Which of the lines below include the word "ConnectionState"? Pull each one out.

Start of Block

//! Domain models held by a queue session.

use serde::{Deserialize, Serialize};

use super::value_object::{AccessToken, ClinicId, QueueId, RefreshToken, TokenId, UserId};

/// Role of the signed-in user
#[derive(Debug, Clone, Copy, PartialEq, Eq, Hash, Serialize, Deserialize)]
#[serde(rename_all = "UPPERCASE")]
pub enum Role {
    Patient,
    Staff,
    Admin,
}

impl Role {
    /// Staff and admins operate a clinic's queue; patients hold tokens.
    pub fn is_staff(&self) -> bool {
        matches!(self, Role::Staff | Role::Admin)
    }
}

/// Who the session belongs to
#[derive(Debug, Clone, PartialEq, Eq)]
pub struct UserIdentity {
    pub user_id: UserId,
    pub role: Role,
    /// Clinic the staff member works at. Always `None` for patients.
    pub clinic_id: Option<ClinicId>,
}

impl UserIdentity {
    pub fn patient(user_id: UserId) -> Self {
        Self {
            user_id,
            role: Role::Patient,
            clinic_id: None,
        }
    }

    pub fn staff(user_id: UserId, clinic_id: ClinicId) -> Self {
        Self {
            user_id,
            role: Role::Staff,
            clinic_id: Some(clinic_id),
        }
    }
}

/// Access + refresh credential pair
#[derive(Debug, Clone, PartialEq, Eq)]
pub struct Credential {
    pub access_token: AccessToken,
    pub refresh_token: RefreshToken,
}

impl Credential {
    pub fn new(access_token: AccessToken, refresh_token: RefreshToken) -> Self {
        Self {
            access_token,
            refresh_token,
        }
    }
}

/// Device description sent along with a refresh request
#[derive(Debug, Clone, PartialEq, Eq)]
pub struct DeviceInfo {
    pub user_agent: String,
}

/// Lifecycle of the single realtime connection
#[derive(Debug, Clone, Copy, PartialEq, Eq, Default)]
pub enum ConnectionState {
    #[default]
    Disconnected,
    Connecting,
    Connected,
    Reconnecting,
    AuthFailed,
}

impl ConnectionState {
    pub fn is_connected(&self) -> bool {
        matches!(self, ConnectionState::Connected)
    }
}

/// The room a session wants to be subscribed to
#[derive(Debug, Clone, PartialEq, Eq)]
pub struct QueueHandle {
    pub queue_id: QueueId,
    pub is_active: bool,
}

/// A clinic's daily queue as returned by the backend
#[derive(Debug, Clone, PartialEq, Eq)]
pub struct Queue {
    pub id: QueueId,
    pub clinic_id: ClinicId,
    pub current_token_no: u32,
    pub max_queue_size: u32,
    pub is_active: bool,
}

impl Queue {
    pub fn handle(&self) -> QueueHandle {
        QueueHandle {
            queue_id: self.id.clone(),
            is_active: self.is_active,
        }
    }
}

/// Status of a patient's token
#[derive(Debug, Clone, Copy, PartialEq, Eq, Serialize, Deserialize)]
#[serde(rename_all = "SCREAMING_SNAKE_CASE")]
pub enum TokenStatus {
    Waiting,
    Called,
    InProgress,
    Completed,
    Skipped,
}

impl TokenStatus {
    /// Completed and skipped tokens are never held as the active token.
    pub fn is_terminal(&self) -> bool {
        matches!(self, TokenStatus::Completed | TokenStatus::Skipped)
    }
}

/// The patient's reserved place in a queue
#[derive(Debug, Clone, PartialEq, Eq)]
pub struct ActiveToken {
    pub id: TokenId,
    pub queue_id: QueueId,
    pub token_number: u32,
    pub status: TokenStatus,
}

/// Server-authoritative snapshot of a queue. Only ever replaced wholesale.
#[derive(Debug, Clone, PartialEq, Eq)]
pub struct QueueStatus {
    pub queue_id: QueueId,
    pub current_token_no: u32,
    pub waiting_count: u32,
    /// `None` on backends that predate served-number tracking.
    pub last_served_token_number: Option<u32>,
    /// Minutes
    pub estimated_wait_time: Option<u32>,
    /// Monotonic per-queue counter, when the backend provides one.
    pub sequence: Option<u64>,
}

impl QueueStatus {
    /// Whether a token is currently being served and can be completed.
    pub fn is_serving(&self) -> bool {
        match self.last_served_token_number {
            Some(last_served) => self.current_token_no > last_served,
            None => self.current_token_no > 0,
        }
    }

    /// Whether this snapshot may replace `held`.
    ///
    /// Only a sequence regression on the same queue is rejected; anything else
    /// falls back to last-write-wins by arrival.
    pub fn supersedes(&self, held: &QueueStatus) -> bool {
        if self.queue_id != held.queue_id {
            return true;
        }
        match (self.sequence, held.sequence) {
            (Some(incoming), Some(current)) => incoming > current,
            _ => true,
        }
    }
}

End of Block

• Reply:
pub enum ConnectionState {
impl ConnectionState {
        matches!(self, ConnectionState::Connected)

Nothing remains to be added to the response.